Pewnie wyłamię się ze schematu, w którym
lata osiemdziesiąte oceniane są jako te najbardziej wartościowe w historii
ekipy Testament. Stwierdzając z pełną świadomością, że start ich był
piorunujący, to jednak gdzieś z biegiem czasu nie w pełni wykorzystali
drzemiące w nich możliwości i ogromną koniunkturę na thrashowe łojenie. Wśród
wielkiej czwórki gatunku nie zaistnieli, a droga od The Legacy do Souls of
Black to z pewnością nie równia pochyła, ale w moim przekonaniu obniżanie poziomu lotu. Fakt, że lata dziewięćdziesiąte absolutnie nie były dla motorycznego
thrashu łaskawe paradoksalnie zmusił niezłomnego Erica Petersona do podjęcia
radykalnych decyzji wiążących się z zastąpieniem dezertera Skolnicka po niesatysfakcjonującym The Ritual, innym wirtuozem wiosła,
którym James Murphy się okazał. Zupełnie inny styl gry Murphy’ego plus dodatkowe
przetasowania w składzie sprawiły, że naturalnie formuła muzyczna grupy została
zmieniona, a efekt uzyskany nazwę bez ogródek niezwykle świeżym i ożywczym. I w
tym miejscu dokonam identyfikacji dodatkowo zaskakującej, stwierdzę bowiem, iż to właśnie za sprawą
Low Testament odnalazł trwałe miejsce w moim sercu i do dzisiaj z niekłamaną
przyjemnością zaraz po genialnym The Gathering najczęściej sięgam właśnie po
ten i nagrany jeszcze w trzy lata po nim album. To naprawdę rzecz wyjątkowa, kiedy
zespół sytuacją rynkową, kryzysem popytu na scenie powodowany staje pod ścianą
i zostaje zmuszony do skazanej na niepowodzenie walki o życie, a efekt uzyskany
pod względem jakości jest znakomity, choć niekoniecznie skuteczny - co akurat częste. Niestety za
sukcesem artystycznym nie kroczył ten komercyjny i summa summarum kapitalne
numery w rodzaju Hail Mary, Legions, Chasing Fear czy Dog Faces Dog – brutalne w brzmieniu,
ciekawe w kwestii aranżacyjnej i rewelacyjne w sferze wykonawczej musiały
odczekać swoje by zaistnieć w szerszym kręgu.
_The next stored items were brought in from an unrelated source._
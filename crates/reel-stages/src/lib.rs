//! Production stage implementations for Reelforge.
//!
//! Each stage wraps a call to the external generation service behind the
//! pipeline's [`Stage`](reel_pipeline::Stage) contract. The generation
//! algorithms themselves are opaque; this crate only knows the wire shape.

pub mod audio;
pub mod casting;
pub mod client;
pub mod config;
pub mod image;
pub mod script;
pub mod video;

pub use audio::AudioStage;
pub use casting::CastingStage;
pub use client::GenerationClient;
pub use config::StageConfig;
pub use image::ImageStage;
pub use script::ScriptStage;
pub use video::VideoStage;

use std::sync::Arc;

use reel_models::{Project, Script};
use reel_pipeline::{StageError, StageRegistry};

/// Registry with the five generation stages wired from config.
///
/// The upload stage lives with the platform connector and is registered
/// separately.
pub fn build_registry(config: &StageConfig) -> StageRegistry {
    let client = GenerationClient::new(config.service_url.clone());

    StageRegistry::new()
        .register(Arc::new(ScriptStage::new(client.clone())))
        .register(Arc::new(CastingStage::new(config.voice_pool.clone())))
        .register(Arc::new(ImageStage::new(client.clone())))
        .register(Arc::new(AudioStage::new(client.clone())))
        .register(Arc::new(VideoStage::new(client)))
}

/// The project's script, required by every stage past script generation.
pub(crate) fn require_script(project: &Project) -> Result<&Script, StageError> {
    match &project.script {
        Some(script) if !script.is_empty() => Ok(script),
        Some(_) => Err(StageError::execution("Project script is empty")),
        None => Err(StageError::execution("Project has no script yet")),
    }
}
Z perspektywy czasu ówczesna
postawa grupy zasługuje na bonusowe uznanie, gdyż krocząc własną ścieżką
częstokroć pod prąd trendów, adaptując się na własnych zasadach do warunków, nie tyle finalnie przetrwali, ale także wyszli z
zawirowań i perturbacji silniejsi. A wszystko dzięki Petersonowi i Billy’emu –
upartym skubańcom potrafiącym przeć naprzód, znajdując po drodze wybitnych
towarzyszy misji osadzania klasycznego thrashu w nowoczesnej formule.
Podsumowując Low otworzył nowy rozdział, Demonic utrzymał odpowiedni kurs, ale
to The Gathering wpisał ich złotymi głoskami do historii metalu, o czym już
jakiś czas temu wychwalając dzieło z 1999 roku pisałem. Niemniej jednak by dotrzeć do miejsca w którym The Gathering określił ich arcyistotny wpływ na gatunek musieli stoczyć długą batalię, przełamać niemoc i postawić stopę na terenach zawłaszczonych przez ekspansywne młodzieżowe trendy. A na takie decyzje i działania stać wyłącznie największych.